Rip & dip
6 servings
Ingredients
Quantity | Ingredient | |
---|---|---|
1 | Bread; round, hollowed out, | |
2 | packs | Spinach; frozen, chopped |
2 | packs | Cream cheese - 8 oz |
⅓ | cup | Water chestnuts, chopped |
3 | tablespoons | Milk |
1 | teaspoon | Lemon juice |
¼ | teaspoon | Nutmeg; ground |
⅛ | teaspoon | Cayenne; ground |
Directions
Servings: 6
Cut 2" slice off top of round bread loaf. Remove centre portion, leaving at least 2" of bread on the bottom and 1" on the sides. Cut remaining bread into cubes.
Unwrap spinach; place on plate.
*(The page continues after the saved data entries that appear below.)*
//! Reward convention shared by the board and the search.
//!
//! Rewards are always written on one fixed scale:
//! - `+1` means Yellow (the max player) won
//! - `-1` means Red (the min player) won
//! - `0` means a draw
//!
//! They are never flipped while being accumulated. A reader that wants the
//! value for a particular player calls [`perspective`], which negates for Red.

use crate::Player;
use serde::{Deserialize, Serialize};

/// A terminal reward on the fixed max/min scale.
///
/// Invariant: the value is in range [-1, 1].
///
/// # Example
/// ```
/// use c4_core::{perspective, Player, Reward};
///
/// let reward = Reward::win_for(Player::Red);
/// assert_eq!(reward.get(), -1.0);
/// assert_eq!(perspective(reward.get(), Player::Red), 1.0);
/// ```
#[derive(Clone, Copy, Debug, PartialEq, Serialize, Deserialize)]
pub struct Reward(f64);

impl Reward {
    /// Reward for a Yellow win.
    pub const MAX_WIN: Self = Self(1.0);

    /// Reward for a Red win.
    pub const MIN_WIN: Self = Self(-1.0);

    /// Reward for a draw.
    pub const DRAW: Self = Self(0.0);

    /// Reward for a win by `player`.
    pub fn win_for(player: Player) -> Self {
        if player.is_max() {
            Self::MAX_WIN
        } else {
            Self::MIN_WIN
        }
    }

    /// Get the underlying value on the fixed scale.
    pub fn get(self) -> f64 {
        self.0
    }
}

/// Convert a value on the fixed scale into `player`'s point of view.
#[inline]
pub fn perspective(value: f64, player: Player) -> f64 {
    if player.is_max() {
        value
    } else {
        -value
    }
}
Microwave on High 5-8 minutes or till defrosted. Drain spinach, pressing to remove excess moisture. In medium bowl, microwave the cream cheese at 50% (medium) or till softened. Mix in the spinach and remaining ingredients. Spoon spinach mixture into hollowed out bread loaf. Serve dip with reserved bread cubes, carrot and celery sticks.
Variation: can add following ingredients Parmesan cheese, cooked crumbled bacon, sliced almonds, chopped hard boiled eggs, shredded carrot or pine nuts.